For a cross-check on the underlying geometry, the same d = C / pi relationship is exposed a second way inside the circle geometry calculator, so a quick pair of inputs through both tools catches tape-measure mistakes early.

Factors That Affect Your Results

Three variables decide what the result looks like, and two limitations tell you when to verify the number on the ground.

Breast-Height Standard

Different countries use different breast-height standards. A measurement taken at 1.37 m (U.S.) and one taken at 1.3 m (metric) can disagree by a few centimeters on a leaning or buttressed trunk, so match the standard to your field manual.

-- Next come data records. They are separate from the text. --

//! Parts of an OPC package.
//!
//! A part is the unit of content in a package: a unique partname, a content
//! type, the payload and the relationships that originate from it. XML parts
//! are held as text so the presentation layer can edit them in place.

use crate::ooxml::opc::constants::content_type as ct;
use crate::ooxml::opc::error::{OpcError, Result};
use crate::ooxml::opc::packuri::PackURI;
use crate::ooxml::opc::rel::Relationships;

/// Payload of a part.
#[derive(Debug, Clone, PartialEq, Eq)]
pub enum PartData {
    /// UTF-8 XML text.
    Xml(String),
    /// Anything else (media, thumbnails, embedded objects).
    Binary(Vec<u8>),
}

/// One named entry of a package together with its outgoing relationships.
#[derive(Debug, Clone)]
pub struct Part {
    /// The partname (URI) of this part
    partname: PackURI,

    /// The content type of this part
    content_type: String,

    data: PartData,

    /// Relationships from this part to other parts
    rels: Relationships,
}

impl Part {
    /// Create an XML part with no relationships.
    pub fn xml(partname: PackURI, content_type: impl Into<String>, xml: impl Into<String>) -> Self {
        let rels = Relationships::new(partname.base_uri());
        Self {
            partname,
            content_type: content_type.into(),
            data: PartData::Xml(xml.into()),
            rels,
        }
    }

    /// Create a binary part with no relationships.
    pub fn binary(partname: PackURI, content_type: impl Into<String>, blob: Vec<u8>) -> Self {
        let rels = Relationships::new(partname.base_uri());
        Self {
            partname,
            content_type: content_type.into(),
            data: PartData::Binary(blob),
            rels,
        }
    }

    /// Build a part from serialized bytes, keeping XML content as text when
    /// the content type says it is XML and the bytes are valid UTF-8.
    pub fn load(partname: PackURI, content_type: String, blob: Vec<u8>) -> Self {
        if is_xml_content_type(&content_type) {
            match String::from_utf8(blob) {
                Ok(text) => return Self::xml(partname, content_type, text),
                Err(e) => {
                    log::warn!("{} is declared as XML but is not UTF-8; keeping it binary", partname);
                    return Self::binary(partname, content_type, e.into_bytes());
                },
            }
        }
        Self::binary(partname, content_type, blob)
    }

    #[inline]
    pub fn partname(&self) -> &PackURI {
        &self.partname
    }

    #[inline]
    pub fn content_type(&self) -> &str {
        &self.content_type
    }

    #[inline]
    pub fn data(&self) -> &PartData {
        &self.data
    }

    /// Raw bytes of the part as they will be written to the archive.
    pub fn blob(&self) -> &[u8] {
        match &self.data {
            PartData::Xml(text) => text.as_bytes(),
            PartData::Binary(blob) => blob,
        }
    }

    /// XML text of the part.
    pub fn xml_text(&self) -> Result<&str> {
        match &self.data {
            PartData::Xml(text) => Ok(text),
            PartData::Binary(_) => Err(OpcError::NotXmlPart(self.partname.to_string())),
        }
    }

    /// Replace the XML text of the part.
    pub fn set_xml(&mut self, xml: String) {
        self.data = PartData::Xml(xml);
    }

    #[inline]
    pub fn rels(&self) -> &Relationships {
        &self.rels
    }

    #[inline]
    pub fn rels_mut(&mut self) -> &mut Relationships {
        &mut self.rels
    }

    /// Replace the relationships of this part.
    pub fn set_rels(&mut self, rels: Relationships) {
        self.rels = rels;
    }

    /// Copy of this part under a new partname.
    ///
    /// Relationship targets are re-anchored at the new location so they keep
    /// resolving to the same parts.
    pub fn clone_as(&self, partname: PackURI) -> Result<Self> {
        let rels = self.rels.rebased(partname.base_uri())?;
        Ok(Self {
            partname,
            content_type: self.content_type.clone(),
            data: self.data.clone(),
            rels,
        })
    }
}

/// Whether a content type denotes XML text.
pub fn is_xml_content_type(content_type: &str) -> bool {
    content_type.ends_with("+xml") || content_type == ct::XML || content_type == "text/xml"
}

#[cfg(test)]
mod tests {
    use super::*;
    use crate::ooxml::opc::constants::relationship_type as rt;

    #[test]
    fn test_load_keeps_xml_as_text() {
        let uri = PackURI::new("/ppt/slides/slide1.xml").unwrap();
        let part = Part::load(uri, ct::PML_SLIDE.to_string(), b"<p:sld/>".to_vec());
        assert_eq!(part.xml_text().unwrap(), "<p:sld/>");

        let uri = PackURI::new("/ppt/media/image1.png").unwrap();
        let part = Part::load(uri, ct::PNG.to_string(), vec![0x89, b'P', b'N', b'G']);
        assert!(part.xml_text().is_err());
        assert_eq!(part.blob().len(), 4);
    }

    #[test]
    fn test_invalid_utf8_stays_binary() {
        let uri = PackURI::new("/ppt/slides/slide1.xml").unwrap();
        let part = Part::load(uri, ct::PML_SLIDE.to_string(), vec![0xff, 0xfe, 0x00]);
        assert!(matches!(part.data(), PartData::Binary(_)));
    }

    #[test]
    fn test_clone_as_rebases_rels() {
        let uri = PackURI::new("/ppt/slides/slide3.xml").unwrap();
        let mut part = Part::xml(uri, ct::PML_SLIDE, "<p:sld/>");
        let layout = PackURI::new("/ppt/slideLayouts/slideLayout1.xml").unwrap();
        part.rels_mut().add(rt::SLIDE_LAYOUT, &layout);

        let copy = part.clone_as(PackURI::new("/ppt/slides/slide1.xml").unwrap()).unwrap();
        assert_eq!(copy.partname().as_str(), "/ppt/slides/slide1.xml");
        let rel = copy.rels().part_with_reltype(rt::SLIDE_LAYOUT).unwrap();
        assert_eq!(rel.target_partname().unwrap(), layout);
    }
}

Stem Count and Pith Separation

Stems that share a rootstock below ground are measured as separate trees. Stems that join above ground are combined with the square-root-of-sum-of-squares method, so the combined DBH is always less than the sum of the individual diameters.

Bark Thickness and Lean

Hardwoods like oak and hickory have thicker bark than softwoods like pine and spruce, so the inside-bark correction changes the answer more on some species. On a lean, measure the uphill side of the trunk to keep the diameter consistent.

  • The result assumes the trunk is roughly circular. Heavily oval or fluted trunks (some older oaks and sycamores) can be 5-10% off from a true caliper reading.
  • The inside-bark diameter is only as accurate as the bark thickness you enter. Measure bark at several points around the trunk and use the average, or rely on species lookup tables.

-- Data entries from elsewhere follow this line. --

//! Restoring cross-part consistency after synthesis.
//!
//! Synthesis only adds slide parts. This pass rewrites everything that
//! refers to slides as a whole: the presentation's slide relationships,
//! `sldIdLst` and section list, the slide content type overrides, notes slides and the slide
//! count in the extended properties. Each step replaces what it owns rather
//! than patching it, so running the pass twice gives the same package.

use crate::common::xml::find_element;
use crate::ooxml::error::{OoxmlError, Result};
use crate::ooxml::opc::constants::{content_type as ct, relationship_type as rt};
use crate::ooxml::opc::{OpcPackage, PackURI};
use crate::ooxml::pptx::notes::{add_notes_slide, clear_notes_slides, ensure_notes_master};
use crate::ooxml::pptx::presentation::{
    MIN_SLIDE_ID, SlideIdEntry, presentation_partname, read_section_slide_ids, read_slide_ids,
    remove_custom_shows, write_section_slide_ids, write_slide_ids,
};

/// An output slide and the speaker notes it should carry.
#[derive(Debug, Clone, PartialEq, Eq)]
pub struct SynthesizedSlide {
    pub partname: PackURI,
    pub notes: Option<String>,
}

impl SynthesizedSlide {
    pub fn new(partname: PackURI) -> Self {
        Self { partname, notes: None }
    }

    pub fn with_notes(mut self, notes: impl Into<String>) -> Self {
        self.notes = Some(notes.into());
        self
    }

    fn notes_text(&self) -> Option<&str> {
        self.notes.as_deref().filter(|n| !n.trim().is_empty())
    }
}

/// What a reindexing pass did.
#[derive(Debug, Clone, Copy, Default, PartialEq, Eq)]
pub struct ReindexReport {
    pub slide_count: usize,
    pub notes_count: usize,
    pub pruned_relationships: usize,
}

/// Rewrites slide bookkeeping of a package.
#[derive(Debug, Clone, Copy)]
pub struct Reindexer {
    emit_notes: bool,
}

impl Default for Reindexer {
    fn default() -> Self {
        Self { emit_notes: true }
    }
}

impl Reindexer {
    pub fn new(emit_notes: bool) -> Self {
        Self { emit_notes }
    }

    /// Make `slides`, in this order, the slides of `package`.
    pub fn run(&self, package: &mut OpcPackage, slides: &[SynthesizedSlide]) -> Result<ReindexReport> {
        for slide in slides {
            package.require_part(slide.partname.as_str())?;
        }

        self.rewrite_slide_list(package, slides)?;
        self.rewrite_content_types(package, slides);
        let notes_count = self.rewrite_notes(package, slides)?;
        refresh_app_properties(package, slides.len(), notes_count)?;
        let pruned_relationships = package.prune_dangling_relationships();

        verify_consistency(package)?;
        log::debug!(
            "reindexed {} slides, {} notes slides, {} dangling relationships dropped",
            slides.len(),
            notes_count,
            pruned_relationships
        );
        Ok(ReindexReport {
            slide_count: slides.len(),
            notes_count,
            pruned_relationships,
        })
    }

    /// Presentation relationships to slides, `sldIdLst` and the section list.
    fn rewrite_slide_list(&self, package: &mut OpcPackage, slides: &[SynthesizedSlide]) -> Result<()> {
        let pres_name = presentation_partname(package)?;
        let pres = package.require_part_mut(pres_name.as_str())?;

        pres.rels_mut().remove_by_type(rt::SLIDE);
        let entries: Vec<SlideIdEntry> = slides
            .iter()
            .zip(MIN_SLIDE_ID..)
            .map(|(slide, id)| SlideIdEntry {
                id,
                r_id: pres.rels_mut().add(rt::SLIDE, &slide.partname),
            })
            .collect();

        let ids: Vec<u32> = entries.iter().map(|e| e.id).collect();
        let xml = write_slide_ids(pres.xml_text()?, &entries)?;
        let xml = write_section_slide_ids(&xml, &ids)?;
        let xml = remove_custom_shows(&xml)?;
        pres.set_xml(xml);
        Ok(())
    }

    fn rewrite_content_types(&self, package: &mut OpcPackage, slides: &[SynthesizedSlide]) {
        let content_types = package.content_types_mut();
        content_types.remove_overrides_with(ct::PML_SLIDE);
        for slide in slides {
            content_types.set_override(slide.partname.as_str(), ct::PML_SLIDE);
        }
    }

    /// Notes slides for slides with notes. The notes master is created only
    /// when at least one slide needs it.
    fn rewrite_notes(&self, package: &mut OpcPackage, slides: &[SynthesizedSlide]) -> Result<usize> {
        clear_notes_slides(package);
        if !self.emit_notes {
            return Ok(0);
        }

        let noted: Vec<(&PackURI, &str)> = slides
            .iter()
            .filter_map(|s| s.notes_text().map(|text| (&s.partname, text)))
            .collect();
        if noted.is_empty() {
            return Ok(0);
        }

        let master = ensure_notes_master(package)?;
        for (slide, text) in &noted {
            add_notes_slide(package, slide, text, &master)?;
        }
        Ok(noted.len())
    }
}

/// Rewrite `<Slides>` and `<Notes>` in `docProps/app.xml` when present.
fn refresh_app_properties(package: &mut OpcPackage, slides: usize, notes: usize) -> Result<()> {
    let Some(app_name) = package
        .rels()
        .by_type(rt::EXTENDED_PROPERTIES)
        .find_map(|rel| rel.target_partname().ok())
    else {
        return Ok(());
    };
    let Some(part) = package.part_mut(app_name.as_str()) else {
        return Ok(());
    };
    let Ok(xml) = part.xml_text() else {
        return Ok(());
    };

    let mut xml = xml.to_string();
    for (element, count) in [(&b"Slides"[..], slides), (&b"Notes"[..], notes)] {
        if let Some(span) = find_element(&xml, element).map_err(OoxmlError::Xml)? {
            if span.is_empty_tag() {
                continue;
            }
            xml.replace_range(span.inner, &count.to_string());
        }
    }
    part.set_xml(xml);
    Ok(())
}

/// Check that slide ids, slide parts and slide overrides agree.
pub fn verify_consistency(package: &OpcPackage) -> Result<()> {
    let pres_name = presentation_partname(package)?;
    let pres = package.require_part(pres_name.as_str())?;

    let ids = read_slide_ids(pres.xml_text()?)?;
    let parts = package
        .iter_parts()
        .filter(|p| p.content_type() == ct::PML_SLIDE)
        .count();
    let overrides = package.content_types().overrides_with(ct::PML_SLIDE).count();
    if ids.len() != parts || parts != overrides {
        return Err(OoxmlError::InconsistentPackage(format!(
            "{} slide ids, {} slide parts, {} slide overrides",
            ids.len(),
            parts,
            overrides
        )));
    }

    for section in read_section_slide_ids(pres.xml_text()?)? {
        if let Some(stale) = section.iter().find(|id| !ids.iter().any(|e| e.id == **id)) {
            return Err(OoxmlError::InconsistentPackage(format!(
                "section lists slide id {} which is not in sldIdLst",
                stale
            )));
        }
    }

    for entry in &ids {
        let rel = pres.rels().get(&entry.r_id).ok_or_else(|| {
            OoxmlError::InconsistentPackage(format!("slide id {} has no relationship {}", entry.id, entry.r_id))
        })?;
        let target = rel.target_partname()?;
        if !package.contains_part(target.as_str()) {
            return Err(OoxmlError::InconsistentPackage(format!(
                "slide id {} points at missing part {}",
                entry.id, target
            )));
        }
    }
    Ok(())
}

According to Wikipedia - Diameter at breast height, the standard breast height for diameter at breast height (DBH) is 1.37 m (4.5 ft) in the United States, 1.3 m in Australia, Canada and Europe, 1.2 m in Japan and Korea, and 1.4 m in New Zealand, which is why this calculator offers a selector for the matching standard.

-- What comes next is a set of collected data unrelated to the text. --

/// Core properties stamped with `created` as both creation and modification time.
pub fn core_xml(title: &str, created: DateTime<Utc>) -> String {
    let stamp = created.to_rfc3339_opts(SecondsFormat::Secs, true);
    format!(
        concat!(
            "{decl}",
            r#"<cp:coreProperties xmlns:cp="http://schemas.openxmlformats.org/package/2006/metadata/core-properties" xmlns:dc="http://purl.org/dc/elements/1.1/" xmlns:dcterms="http://purl.org/dc/terms/" xmlns:dcmitype="http://purl.org/dc/dcmitype/" xmlns:xsi="http://www.w3.org/2001/XMLSchema-instance">"#,
            "<dc:title>{title}</dc:title><cp:revision>1</cp:revision>",
            r#"<dcterms:created xsi:type="dcterms:W3CDTF">{stamp}</dcterms:created>"#,
            r#"<dcterms:modified xsi:type="dcterms:W3CDTF">{stamp}</dcterms:modified>"#,
            "</cp:coreProperties>"
        ),
        decl = XML_DECLARATION,
        title = escape_xml(title),
        stamp = stamp
    )
}

#[cfg(test)]
mod tests {
    use super::*;
    use crate::ooxml::pptx::presentation::read_slide_ids;
    use crate::ooxml::pptx::shapes::scan_shapes;
    use chrono::TimeZone;

    fn well_formed(xml: &str) -> bool {
        let mut reader = quick_xml::Reader::from_reader(xml.as_bytes());
        loop {
            match reader.read_event() {
                Ok(quick_xml::events::Event::Eof) => return true,
                Ok(_) => {},
                Err(_) => return false,
            }
        }
    }

    #[test]
    fn test_parts_are_well_formed() {
        let slides = [SlideIdEntry { id: 256, r_id: "rId2".to_string() }];
        for xml in [
            presentation_xml("rId1", &slides, DEFAULT_SLIDE_WIDTH, DEFAULT_SLIDE_HEIGHT),
            slide_master_xml(&[(MIN_MASTER_ID + 1, "rId1".to_string())]),
            slide_layout_xml("Title & Content", Some("obj"), ""),
            slide_xml("Title & Content", ""),
            notes_slide_xml("a < b\nsecond"),
            notes_master_xml(),
            theme_xml("Office Theme"),
            pres_props_xml(),
            view_props_xml(),
            table_styles_xml(),
            app_xml(3),
            core_xml("Q&A", Utc::now()),
        ] {
            assert!(well_formed(&xml), "not well-formed: {}", xml);
        }
    }

    #[test]
    fn test_presentation_lists_slides() {
        let slides = [
            SlideIdEntry { id: 256, r_id: "rId2".to_string() },
            SlideIdEntry { id: 257, r_id: "rId3".to_string() },
        ];
        let xml = presentation_xml("rId1", &slides, DEFAULT_SLIDE_WIDTH, DEFAULT_SLIDE_HEIGHT);
        assert_eq!(read_slide_ids(&xml).unwrap(), slides);
    }

    #[test]
    fn test_notes_slide_text() {
        let tree = scan_shapes(&notes_slide_xml("Q&A <Session>\nthen lunch")).unwrap();
        let body = tree.first_placeholder(&["body"]).unwrap();
        assert_eq!(body.paragraphs, vec!["Q&A <Session>", "then lunch"]);
    }

    #[test]
    fn test_core_timestamp() {
        let created = Utc.with_ymd_and_hms(2024, 5, 17, 9, 30, 0).unwrap();
        let xml = core_xml("Deck", created);
        assert!(xml.contains("<dcterms:created xsi:type=\"dcterms:W3CDTF\">2024-05-17T09:30:00Z</dcterms:created>"));
    }
}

For a forward projection of trunk growth, the same DBH feeds the exponential growth prediction calculator; bark thickness and lean shift the projected diameter the same way.

Tree diameter calculator interface showing DBH standard selector, circumference and diameter inputs, unit toggle, stem count, bark thickness, and the resulting diameter, circumference, and inside-bark diameter outputs
Tree diameter calculator interface showing DBH standard selector, circumference and diameter inputs, unit toggle, stem count, bark thickness, and the resulting diameter, circumference, and inside-bark diameter outputs

Frequently Asked Questions

Q: How do you calculate the diameter of a tree?

A: Wrap a flexible tape around the trunk at the breast-height standard for your country, read the circumference to the nearest 0.1 cm or 0.1 in, then divide by pi. A 62.83 cm circumference gives a 20 cm diameter.

Q: What is the difference between diameter and circumference of a tree?

A: Diameter is the straight-line distance across the trunk; circumference is the tape length around the outside. C = d x pi, so the circumference is always about 3.14 times the diameter.

Q: What is breast height for measuring a tree?

A: Breast height is the measurement point that avoids the flared base. The U.S. standard is 4.5 ft (1.37 m); Australia, Canada and Europe use 1.3 m; Japan and Korea use 1.2 m; and New Zealand uses 1.4 m.

Q: How do you calculate the diameter of a multi-stemmed tree?

A: Measure each stem at breast height, divide each circumference by pi to get its diameter, square each diameter, add the squares, and take the square root. Two equal 10 cm stems give a 14.14 cm combined DBH.

Q: How do you find the diameter of the wood inside the bark?

A: Measure the average single-side bark thickness and enter it in the bark thickness field. The calculator subtracts twice that value from the over-bark diameter to report the inside-bark diameter.

Q: How much does a tree grow in diameter per year?

A: Most trees add 0.2 to 0.4 cm of diameter per year (1.5 to 2.5 cm of circumference). Fast-growing species like cottonwood sit at the upper end; slow-growing hardwoods like hickory sit at the lower end.